Lyceum Theatre Stock Company
Daniel Frohman ran the Lyceum Theatre Company, a stock company with a more or less constant troupe of actors performing several different plays each season. Frohman sought to introduce as many new, “modern plays” as possible. The plays reflected both the older melodrama style and the newer naturalistic or realistic style, common to the last decades before the motion picture era. The Lyceum Company also sent productions on the road with full complements of actors, sets, musicians, crew, and publicists. (Prior to this, lead actors tended to tour alone and work with local actors and musicians, with results of varying artistic quality.) From 1886 until 1890, David Belasco worked for the Lyceum Company as stage manager (in today's terms, director or artistic director), co-wrote three of the company's productions with Henry Churchill de Mille, and taught at the acting school. In January 1899, three years before the old Lyceum shut down, Daniel Frohman moved the Lyceum Theatre Company to Daly's Theatre. He and his brother Charles Frohman continued to produce plays at the Lyceum after the stock company moved.

Actors
Lyceum productions featured top American and English actors. Many later appeared in silent films.

W.C. Bellows
William Courtleigh
Rowland Buckstone
Georgia Cayvan
Helen Dauvray
James K. Hackett
Virginia Harned
Isabel Irving
Herbert Kelcey
W.J. LeMoyne
Sarah Cowell Le Moyne
Enid Leslie
Mary Mannering
Edward J. Morgan
Kate Pattison-Selten
Annie Russell
Morton Selten
Effie Shannon
E.H. Sothern
Sam Sothern
Ernest Tarleton
Elizabeth “Bessie” Tyree
Charles Walcot
Mrs. Charles Walcot
Thomas Whiffen
Mrs. Thomas “Blanche” Whiffen

Among the married couples in the company were:

William Faversham and Julie Opp
James K. Hackett and Mary Mannering
Herbert Kelcey and Effie Shannon
Morton Selten and Kate Pattison-Selten
E.H. Sothern and Virginia Harned
Mr. and Mrs. Charles Walcot
Mr. and Mrs. Thomas Whiffen

Presentations
Over 80 plays were presented at the Lyceum, not counting dozens of benefits, concerts, lectures, amateur and student productions, short-stay touring performances, and revivals of these plays in repertory. (WP=world premiere, AP=American premiere.)

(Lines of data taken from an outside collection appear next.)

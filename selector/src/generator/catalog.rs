use anyhow::Context;
use rand::{rngs::StdRng, Rng, SeedableRng};
use selectorcore::catalog::{CatalogRecord, SqliteCatalog};
use serde::{Deserialize, Serialize};
use std::f64::consts::PI;

/// Configuration for a synthetic target list used by offline runs.
#[derive(Debug, Clone, Serialize, Deserialize)]
#[serde(default)]
pub struct GeneratorConfig {
    /// Sources scattered uniformly over the sky.
    pub background_sources: usize,
    /// Sources clustered around the field center.
    pub field_sources: usize,
    pub field_ra_deg: f64,
    pub field_dec_deg: f64,
    /// Maximum offset of clustered sources from the field center, degrees.
    pub field_spread_deg: f64,
    pub seed: u64,
}

impl Default for GeneratorConfig {
    fn default() -> Self {
        Self {
            background_sources: 5000,
            field_sources: 25,
            field_ra_deg: 202.78,
            field_dec_deg: 30.51,
            field_spread_deg: 0.4,
            seed: 0,
        }
    }
}

pub fn build_synthetic_records(config: &GeneratorConfig) -> Vec<CatalogRecord> {
    let mut rng = StdRng::seed_from_u64(config.seed);
    let mut records = Vec::with_capacity(config.background_sources + config.field_sources);
    let mut next_id: i64 = 1;

    for _ in 0..config.background_sources {
        let ra = rng.gen_range(0.0..360.0);
        // Uniform in sin(dec) so the density is uniform on the sphere.
        let dec = rng.gen_range(-1.0_f64..1.0).asin().to_degrees();
        records.push(CatalogRecord::new(next_id, ra, dec, Some(rng.gen_range(1.0..2000.0))));
        next_id += 1;
    }

    let spread = config.field_spread_deg.max(0.0);
    for _ in 0..config.field_sources {
        let offset = spread * rng.gen::<f64>().sqrt();
        let angle = rng.gen_range(0.0..2.0 * PI);
        let dec = (config.field_dec_deg + offset * angle.sin()).clamp(-90.0, 90.0);
        let cos_dec = config.field_dec_deg.to_radians().cos().max(1e-6);
        let ra = (config.field_ra_deg + offset * angle.cos() / cos_dec).rem_euclid(360.0);
        records.push(CatalogRecord::new(next_id, ra, dec, Some(rng.gen_range(1.0..500.0))));
        next_id += 1;
    }

    records
}

/// Creates `table` in an in-memory catalog and fills it with synthetic sources.
pub fn build_synthetic_catalog(
    config: &GeneratorConfig,
    table: &str,
) -> anyhow::Result<SqliteCatalog> {
    let mut catalog =
        SqliteCatalog::open_in_memory().context("opening in-memory synthetic catalog")?;
    catalog
        .create_table(table)
        .with_context(|| format!("creating synthetic table {}", table))?;
    let records = build_synthetic_records(config);
    catalog
        .insert_records(table, &records)
        .context("seeding synthetic catalog")?;
    Ok(catalog)
}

Dakolar, Steele Mackaye, 4/6/1885.
In Spite of All, Steele Mackaye after Victorien Sardou, 9/15/1885.
One of Our Girls, Bronson Howard, 1/10/1885. 200 performances.
The Highest Bidder, J. Maddison Morton, 5/3/1887. WP, first D. Frohman/Belasco production.
Editha's Burglar, Frances Hodgson Burnett and George Flemine, 9/19/1887.
The Wife, David Belasco and Henry DeMille, 11/1/1887. WP, 239 perfs.
Lord Chumley, Henry De Mille and David Belasco, 8/21/1888. WP.
Sweet Lavender, Arthur Wing Pinero, 11/13/1888. AP, 100+ perfs.
The Marquis, Sardou, 3/18/1889.
The Charity Ball, David Belasco and Henry DeMille, 11/19/1889, WP, 200 perfs.
The Maister of Woodbarrow, Jerome K. Jerome, 8/26/1890. AP.
The Idler, C. Haddon Chambers, 11/11/1890. WP.
Nerves, J. Comyns Carr, 1/19/1891. AP.
Old Heads and Young Hearts, Dion Boucicault, 4/6/1891.
The Dancing Girl, Henry Arthur Jones, 8/31/1891. AP.
Lady Bountiful, Arthur Wing Pinero, 11/16/1891. AP.
Squire Kate, adapted by Robert Buchanan, 1/18/1892.
Merry Gotham, Elisabeth Marbury, 3/14/1892. WP.
Captain Lettarblair, Marguerite Merrington, 8/16/1892. WP.
Americans Abroad, Sardou, 12/5/1892.
The Guardsman, George R. Sims and Cecil Raleigh, 4/3/1893.
Sheridan, or the Maid of Bath, Paul Potter, 9/5/1893.
Our Country Cousins, Paul Potter, 1/8/1894. WP.
The Amazons, Arthur Wing Pinero, 2/19/1894. AP, 100+ perfs.
The Case of Rebellious Susan, Henry Arthur Jones, 12/29/1894.
The Prisoner of Zenda, Edward E. Rose, 9/4/1895. 200 perfs.
The Home Secretary, R. C. Carton, 11/25/1895. AP.
An Enemy to the King, R.N. Stephens, 9/1/1896. 103 perfs.
The Late Mr. Castello, Sydney Grundy, 12/14/1896.
The First Gentleman of Europe, Frances Hodgson Burnett and George Fleming, 1/25/1897.
The Mysterious Mr. Bugle, Madeleine Lucette Ryley, 4/19/1897.
The Princess and the Butterfly, Arthur Wing Pinero, 11/23/1897.
The Tree of Knowledge, R. C. Carton, 1/24/1898.
The Moth and the Flame, Clyde Fitch, 4/11/1898.
The Adventure of Lady Ursula, Anthony Hope, 9/1/1898.
Trelawny of the 'Wells', Arthur Wing Pinero, 11/22/1898. AP, 131 perfs.
His Excellency the Governor, Capt. Robert Marshall, 5/9/1899. First post-Lyceum Stock Company production.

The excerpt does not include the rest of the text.